Today, a story about a strange clock and a cesspool. The University of Houston's College of Engineering presents this series about the machines that make our civilization run, and the people whose ingenuity created them.
"Here's a story for the radio," says my wife, handing me a page she's torn from the latest Forbes magazine. The page has six miscellaneous items on it, and I'm puzzled. "Here," she says, "the one about the clock and the one about the sewer."
"I don't see a story," I complain. "No, but you should be able to make one up." She does that: When she has something important to say, she talks in code. I'd better read more carefully.
First, the clock: The Sharper Image Catalog is offering a Personal Life Clock. It counts down what's left of your statistical average lifetime. That comes to 683,280 hours. The clock diplays the remainder to the nearest minutes and seconds. Meanwhile, inspirational messages pop up to spur you on. The thing reminds me of a Colonial American hymn I once heard:
Thy precious time misspent, Redeem,
Each present day thy last esteem.
Savor every minute, the ad says. ... this subtle antiprocrastination tool will help you maximize the quality of all your hours. I shudder and move on to the item about a sewer.
It's a quote from Vaclav Havel, the Czech author who became Czechoslovakia's president. He tells about the night he fell into a sewer. My attempt to swim in this fundamental mud, this strange vegetation, was vain, he remembers. He panicked as he sank deeper. Rescuers couldn't reach him. I could barely keep my nose above the dreadful effluvium, he says. Someone finally managed to lower a ladder and get him out. He tells how hope emerged from hopelessness, from absurdity.
So, on the one hand, we have technology gone mad -- a clockwork goad reminding us how many hours we have to live. On the other hand we have a president drowning in excrement.

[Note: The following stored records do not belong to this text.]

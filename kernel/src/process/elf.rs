//! ELF64 Loader
//!
//! Carrega binários ELF64 em um address space de processo.

#![allow(dead_code)]

use alloc::vec::Vec;
use core::mem;

use x86_64::structures::paging::{
    Mapper, OffsetPageTable, Page, PageTableFlags, Size4KiB,
};
use x86_64::VirtAddr;

use crate::mm::{self, BitmapFrameAllocator};
use crate::util::KError;

/// ELF Magic: 0x7F 'E' 'L' 'F'
pub const ELF_MAGIC: [u8; 4] = [0x7F, b'E', b'L', b'F'];

/// ELF64 Header
#[repr(C)]
#[derive(Debug, Clone, Copy)]
pub struct Elf64Header {
    pub e_ident: [u8; 16],
    pub e_type: u16,
    pub e_machine: u16,
    pub e_version: u32,
    pub e_entry: u64,
    pub e_phoff: u64,
    pub e_shoff: u64,
    pub e_flags: u32,
    pub e_ehsize: u16,
    pub e_phentsize: u16,
    pub e_phnum: u16,
    pub e_shentsize: u16,
    pub e_shnum: u16,
    pub e_shstrndx: u16,
}

impl Elf64Header {
    pub fn from_bytes(data: &[u8]) -> Option<&Self> {
        if data.len() < mem::size_of::<Self>() {
            return None;
        }
        let hdr = unsafe { &*(data.as_ptr() as *const Self) };
        if &hdr.e_ident[0..4] != &ELF_MAGIC {
            return None;
        }
        Some(hdr)
    }

    /// Verifica se é ELF64 válido para x86_64
    pub fn is_valid_x86_64(&self) -> bool {
        // EI_CLASS = 2 (64-bit)
        self.e_ident[4] == 2 &&
        // EI_DATA = 1 (little-endian)
        self.e_ident[5] == 1 &&
        // e_machine = 0x3E (x86_64)
        self.e_machine == 0x3E &&
        // e_type = 2 (executable) or 3 (shared/PIE)
        (self.e_type == 2 || self.e_type == 3)
    }
}

/// ELF64 Program Header
#[repr(C)]
#[derive(Debug, Clone, Copy)]
pub struct Elf64Phdr {
    pub p_type: u32,
    pub p_flags: u32,
    pub p_offset: u64,
    pub p_vaddr: u64,
    pub p_paddr: u64,
    pub p_filesz: u64,
    pub p_memsz: u64,
    pub p_align: u64,
}

/// Program header types
pub const PT_NULL: u32 = 0;
pub const PT_LOAD: u32 = 1;
pub const PT_DYNAMIC: u32 = 2;
pub const PT_INTERP: u32 = 3;
pub const PT_NOTE: u32 = 4;
pub const PT_SHLIB: u32 = 5;
pub const PT_PHDR: u32 = 6;
pub const PT_TLS: u32 = 7;
pub const PT_GNU_EH_FRAME: u32 = 0x6474e550;
pub const PT_GNU_STACK: u32 = 0x6474e551;
pub const PT_GNU_RELRO: u32 = 0x6474e552;

/// Program header flags
pub const PF_X: u32 = 1; // Executable
pub const PF_W: u32 = 2; // Writable
pub const PF_R: u32 = 4; // Readable

/// Auxiliary vector entry types (para stack setup)
#[repr(u64)]
#[derive(Debug, Clone, Copy)]
pub enum AuxvType {
    Null = 0,
    Ignore = 1,
    ExecFd = 2,
    Phdr = 3,
    Phent = 4,
    Phnum = 5,
    Pagesz = 6,
    Base = 7,
    Flags = 8,
    Entry = 9,
    NotElf = 10,
    Uid = 11,
    Euid = 12,
    Gid = 13,
    Egid = 14,
    Platform = 15,
    Hwcap = 16,
    Clktck = 17,
    Secure = 23,
    BasePlatform = 24,
    Random = 25,
    Hwcap2 = 26,
    Execfn = 31,
}

/// Informações extraídas do ELF
#[derive(Debug)]
pub struct ElfInfo {
    pub entry: u64,
    pub phdr_addr: u64,
    pub phdr_num: u16,
    pub phdr_size: u16,
    pub stack_executable: bool,
    pub load_base: u64,  // Base onde o ELF foi carregado (para PIE)
    pub load_end: u64,   // Fim do último segmento carregado
}

/// Carrega um ELF64 no address space
pub fn load_elf(
    mapper: &mut OffsetPageTable<'static>,
    fa: &mut BitmapFrameAllocator,
    elf_data: &[u8],
) -> Result<ElfInfo, KError> {
    // Parse header
    let hdr = Elf64Header::from_bytes(elf_data).ok_or(KError::Invalid)?;

    if !hdr.is_valid_x86_64() {
        crate::kprintln!("elf: formato inválido (não é ELF64 x86_64)");
        return Err(KError::Invalid);
    }

    crate::kprintln!(
        "elf: entry={:#x}, phoff={:#x}, phnum={}",
        hdr.e_entry,
        hdr.e_phoff,
        hdr.e_phnum
    );

    // Parse program headers
    let mut load_base = u64::MAX;
    let mut load_end = 0u64;
    let mut phdr_addr = 0u64;
    let mut stack_executable = false;

    for i in 0..hdr.e_phnum {
        let ph_offset = hdr.e_phoff as usize + (i as usize) * hdr.e_phentsize as usize;
        if ph_offset + mem::size_of::<Elf64Phdr>() > elf_data.len() {
            return Err(KError::Invalid);
        }

        let phdr = unsafe { &*(elf_data.as_ptr().add(ph_offset) as *const Elf64Phdr) };

        match phdr.p_type {
            PT_LOAD => {
                load_segment(mapper, fa, elf_data, phdr)?;

                if phdr.p_vaddr < load_base {
                    load_base = phdr.p_vaddr;
                }
                let seg_end = phdr.p_vaddr + phdr.p_memsz;
                if seg_end > load_end {
                    load_end = seg_end;
                }
            }
            PT_PHDR => {
                phdr_addr = phdr.p_vaddr;
            }
            PT_GNU_STACK => {
                stack_executable = (phdr.p_flags & PF_X) != 0;
            }
            PT_INTERP => {
                // Dynamic linking não suportado ainda
                crate::kprintln!("elf: aviso: PT_INTERP ignorado (dynamic linking não suportado)");
            }
            _ => {
                // Ignora outros tipos
            }
        }
    }

    if load_base == u64::MAX {
        crate::kprintln!("elf: nenhum segmento PT_LOAD encontrado");
        return Err(KError::Invalid);
    }

    // Se não encontrou PT_PHDR, calcula
    if phdr_addr == 0 && hdr.e_phoff > 0 {
        phdr_addr = load_base + hdr.e_phoff;
    }

    Ok(ElfInfo {
        entry: hdr.e_entry,
        phdr_addr,
        phdr_num: hdr.e_phnum,
        phdr_size: hdr.e_phentsize,
        stack_executable,
        load_base,
        load_end,
    })
}

/// Carrega um segmento PT_LOAD
fn load_segment(
    mapper: &mut OffsetPageTable<'static>,
    fa: &mut BitmapFrameAllocator,
    elf_data: &[u8],
    phdr: &Elf64Phdr,
) -> Result<(), KError> {
    use x86_64::structures::paging::Translate;

    if phdr.p_memsz == 0 {
        return Ok(());
    }

    let vaddr_start = phdr.p_vaddr & !0xFFF; // Page-align down
    let vaddr_end = (phdr.p_vaddr + phdr.p_memsz + 0xFFF) & !0xFFF; // Page-align up
    let num_pages = ((vaddr_end - vaddr_start) / 4096) as usize;

    // Constrói flags de página
    let mut flags = PageTableFlags::PRESENT | PageTableFlags::USER_ACCESSIBLE;
    if (phdr.p_flags & PF_W) != 0 {
        flags |= PageTableFlags::WRITABLE;
    }
    // NX bit seria: if (phdr.p_flags & PF_X) == 0 { flags |= PageTableFlags::NO_EXECUTE; }

    crate::kprintln!(
        "elf: load segment vaddr={:#x}-{:#x} ({} pages), offset={:#x}, filesz={:#x}, memsz={:#x}",
        vaddr_start,
        vaddr_end,
        num_pages,
        phdr.p_offset,
        phdr.p_filesz,
        phdr.p_memsz
    );

    for page_idx in 0..num_pages {
        let page_vaddr = vaddr_start + (page_idx as u64) * 4096;
        let page: Page<Size4KiB> = Page::containing_address(VirtAddr::new(page_vaddr));

        // Verifica se a página já está mapeada
        let already_mapped = mapper.translate_addr(VirtAddr::new(page_vaddr)).is_some();

        let frame_phys = if already_mapped {
            // Página já mapeada (por segmento anterior) - apenas obtém o frame existente
            let phys = mapper.translate_addr(VirtAddr::new(page_vaddr)).unwrap();
            // Arredonda para o início do frame
            x86_64::PhysAddr::new(phys.as_u64() & !0xFFF)
        } else {
            // Aloca novo frame
            let frame = fa.allocate().ok_or(KError::NoMemory)?;

            // Mapeia
            unsafe {
                mapper
                    .map_to(page, frame, flags, fa)
                    .map_err(|e| {
                        crate::kprintln!("elf: map_to failed for page {:#x}: {:?}", page_vaddr, e);
                        KError::NoMemory
                    })?
                    .flush();
            }

            // Zera a página nova
            let frame_virt = mm::phys_to_virt(frame.start_address());
            let dst = frame_virt.as_mut_ptr::<u8>();
            unsafe {
                core::ptr::write_bytes(dst, 0, 4096);
            }

            frame.start_address()
        };

        // Copia dados para o frame
        let frame_virt = mm::phys_to_virt(frame_phys);
        let dst = frame_virt.as_mut_ptr::<u8>();

        // Calcula o que copiar do arquivo
        let page_file_start = if page_vaddr >= phdr.p_vaddr {
            page_vaddr - phdr.p_vaddr
        } else {
            0
        };

        if page_file_start < phdr.p_filesz {
            let offset_in_page = if page_vaddr < phdr.p_vaddr {
                (phdr.p_vaddr - page_vaddr) as usize
            } else {
                0
            };

            let file_offset = phdr.p_offset + page_file_start;
            let remaining_file = phdr.p_filesz - page_file_start;
            let copy_len = core::cmp::min(remaining_file as usize, 4096 - offset_in_page);

            if file_offset as usize + copy_len <= elf_data.len() {
                unsafe {
                    core::ptr::copy_nonoverlapping(
                        elf_data.as_ptr().add(file_offset as usize),
                        dst.add(offset_in_page),
                        copy_len,
                    );
                }
            }
        }
    }

    Ok(())
}

/// Constantes para stack setup
pub const USER_STACK_TOP: u64 = 0x0000_7FFF_FFFF_0000; // Stack no topo do user space
pub const USER_STACK_SIZE: usize = 2 * 1024 * 1024; // 2 MB
pub const USER_STACK_PAGES: usize = USER_STACK_SIZE / 4096;

/// Informações do stack após setup
#[derive(Debug)]
pub struct StackInfo {
    pub sp: u64,           // Stack pointer inicial
    pub argc_ptr: u64,     // Ponteiro para argc na stack
}

/// Configura a stack do usuário com argc, argv, envp, auxv
///
/// Layout da stack (endereços crescendo para baixo):
/// ```
/// High address
/// +------------------+
/// | random bytes(16) |  <- para AT_RANDOM
/// +------------------+
/// | strings (argv)   |
/// | strings (envp)   |
/// | executable name  |
/// +------------------+
/// | padding (align)  |
/// +------------------+
/// | auxv[n] = {0,0}  |  <- terminator
/// | auxv[...]        |
/// | auxv[0]          |
/// +------------------+
/// | NULL             |  <- envp terminator
/// | envp[...]        |
/// | envp[0]          |
/// +------------------+
/// | NULL             |  <- argv terminator
/// | argv[...]        |
/// | argv[0]          |
/// +------------------+
/// | argc             |  <- SP aponta aqui na entrada
/// +------------------+
/// Low address
/// ```
pub fn setup_user_stack(
    mapper: &mut OffsetPageTable<'static>,
    fa: &mut BitmapFrameAllocator,
    elf_info: &ElfInfo,
    argv: &[&str],
    envp: &[&str],
    exec_path: &str,
) -> Result<StackInfo, KError> {
    // Mapeia páginas de stack
    let stack_base = USER_STACK_TOP - (USER_STACK_PAGES as u64 * 4096);
    let flags = PageTableFlags::PRESENT | PageTableFlags::WRITABLE | PageTableFlags::USER_ACCESSIBLE;

    for i in 0..USER_STACK_PAGES {
        let va = VirtAddr::new(stack_base + (i as u64) * 4096);
        let page: Page<Size4KiB> = Page::containing_address(va);
        let frame = match fa.allocate() {
            Some(f) => f,
            None => {
                crate::kprintln!("setup_user_stack: frame alloc failed at page {}", i);
                return Err(KError::NoMemory);
            }
        };
        unsafe {
            match mapper.map_to(page, frame, flags, fa) {
                Ok(flush) => flush.flush(),
                Err(e) => {
                    crate::kprintln!("setup_user_stack: map_to failed at page {} va={:#x}: {:?}", i, va.as_u64(), e);
                    return Err(KError::NoMemory);
                }
            }

            // Zera a página
            let dst = mm::phys_to_virt(frame.start_address()).as_mut_ptr::<u8>();
            core::ptr::write_bytes(dst, 0, 4096);
        }
    }

    // Agora construímos o conteúdo da stack
    // Trabalhamos em um buffer temporário e depois copiamos

    let mut sp = USER_STACK_TOP;

    // Helper para escrever na stack do usuário
    let write_to_stack = |mapper: &mut OffsetPageTable<'static>, addr: u64, data: &[u8]| -> Result<(), KError> {
        use x86_64::structures::paging::Translate;
        for (i, &byte) in data.iter().enumerate() {
            let va = VirtAddr::new(addr + i as u64);
            let phys = mapper.translate_addr(va).ok_or(KError::Invalid)?;
            let virt = mm::phys_to_virt(phys);
            unsafe { *(virt.as_mut_ptr::<u8>()) = byte; }
        }
        Ok(())
    };

    // 1. Random bytes (16 bytes para AT_RANDOM)
    sp -= 16;
    let random_addr = sp;
    // Usamos um "random" simples baseado no endereço
    let random_bytes: [u8; 16] = [
        0x12, 0x34, 0x56, 0x78, 0x9A, 0xBC, 0xDE, 0xF0,
        0x11, 0x22, 0x33, 0x44, 0x55, 0x66, 0x77, 0x88,
    ];
    write_to_stack(mapper, random_addr, &random_bytes)?;

    // 2. Executable name string
    sp -= exec_path.len() as u64 + 1;
    let execfn_addr = sp;
    write_to_stack(mapper, execfn_addr, exec_path.as_bytes())?;
    write_to_stack(mapper, execfn_addr + exec_path.len() as u64, &[0])?;

    // 3. Environment strings
    let mut envp_addrs = Vec::new();
    for env in envp.iter().rev() {
        sp -= env.len() as u64 + 1;
        write_to_stack(mapper, sp, env.as_bytes())?;
        write_to_stack(mapper, sp + env.len() as u64, &[0])?;
        envp_addrs.push(sp);
    }
    envp_addrs.reverse();

    // 4. Argument strings
    let mut argv_addrs = Vec::new();
    for arg in argv.iter().rev() {
        sp -= arg.len() as u64 + 1;
        write_to_stack(mapper, sp, arg.as_bytes())?;
        write_to_stack(mapper, sp + arg.len() as u64, &[0])?;
        argv_addrs.push(sp);
    }
    argv_addrs.reverse();

    // Align to 16 bytes
    sp &= !0xF;

    // 5. Auxiliary vector
    let auxv: [(u64, u64); 12] = [
        (AuxvType::Phdr as u64, elf_info.phdr_addr),
        (AuxvType::Phent as u64, elf_info.phdr_size as u64),
        (AuxvType::Phnum as u64, elf_info.phdr_num as u64),
        (AuxvType::Pagesz as u64, 4096),
        (AuxvType::Entry as u64, elf_info.entry),
        (AuxvType::Uid as u64, 1000),
        (AuxvType::Euid as u64, 1000),
        (AuxvType::Gid as u64, 1000),
        (AuxvType::Egid as u64, 1000),
        (AuxvType::Random as u64, random_addr),
        (AuxvType::Execfn as u64, execfn_addr),
        (AuxvType::Null as u64, 0), // Terminator
    ];

    // Write auxv (in reverse, bottom to top)
    for &(atype, aval) in auxv.iter().rev() {
        sp -= 8;
        write_to_stack(mapper, sp, &aval.to_le_bytes())?;
        sp -= 8;
        write_to_stack(mapper, sp, &atype.to_le_bytes())?;
    }

    // 6. NULL terminator for envp
    sp -= 8;
    write_to_stack(mapper, sp, &0u64.to_le_bytes())?;

    // 7. envp pointers
    for &addr in envp_addrs.iter().rev() {
        sp -= 8;
        write_to_stack(mapper, sp, &addr.to_le_bytes())?;
    }

    // 8. NULL terminator for argv
    sp -= 8;
    write_to_stack(mapper, sp, &0u64.to_le_bytes())?;

    // 9. argv pointers
    for &addr in argv_addrs.iter().rev() {
        sp -= 8;
        write_to_stack(mapper, sp, &addr.to_le_bytes())?;
    }

    // 10. argc
    sp -= 8;
    let argc = argv.len() as u64;
    write_to_stack(mapper, sp, &argc.to_le_bytes())?;

    let argc_ptr = sp;

    Ok(StackInfo {
        sp,
        argc_ptr,
    })
}

/// Verifica se os dados são um ELF válido
pub fn is_elf(data: &[u8]) -> bool {
    if data.len() < 4 {
        return false;
    }
    &data[0..4] == &ELF_MAGIC
}

/// Obtém o entry point de um ELF sem carregar
pub fn get_entry_point(data: &[u8]) -> Option<u64> {
    let hdr = Elf64Header::from_bytes(data)?;
    if hdr.is_valid_x86_64() {
        Some(hdr.e_entry)
    } else {
        None
    }
}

The clock says: Organize every moment until, at the age of 78, you die on schedule. But you do not die on schedule. Instead, you lose your footing one night and face death in a cesspool. Only then do you learn what hope really is.
The clock tells us we live life to the fullest by leaving no minute unused. Havel rewrites that unwholesome message. He says,
In the face of ... absurdity, life is too precious to permit its devaluation by living ... without meaning, without love, and finally, without hope.
That clock leaves no room for absurdity. There's no place for lurking cesspools in those tidy 683,280 hours -- and, of course, no hope of surviving anything. Where are you supposed to pause and laugh at the joke that life is? Maybe that's what my wife found too important to say explicitly when she found me working -- husbanding every minute -- in this long vacation weekend.
I'm John Lienhard, at the University of Houston, where we're interested in the way inventive minds work.
(Theme music)
Other Comments. Forbes, December 6, 1993, pg. 30.
The Sharper Image Catalog. Christmas 1993, pg. 50. The text of the advertisement reads as follows:
Savor every minute with your Personal Life Clock. All lives are finite. In fact, the average life lasts only 683,280 hours or 2.4 billion seconds. This new Timisis Personal Life Clock reminds you to live life to the fullest by displaying the time and the actual hours, minutes, and seconds remaining in your statistical lifetime. It is the most profound number you will ever see. By monitoring every precious minute, it arouses you to the joy of living. The display also flashes 150 motivational messages to inspire you to take command and act. Simply plug into a wall outlet, then enter your name, age, and gender. 11-1/4L. Made in USA, 90 day warranty. On your desk, this subtle anti-procrastination tool will help you maximize the quality of all your hours.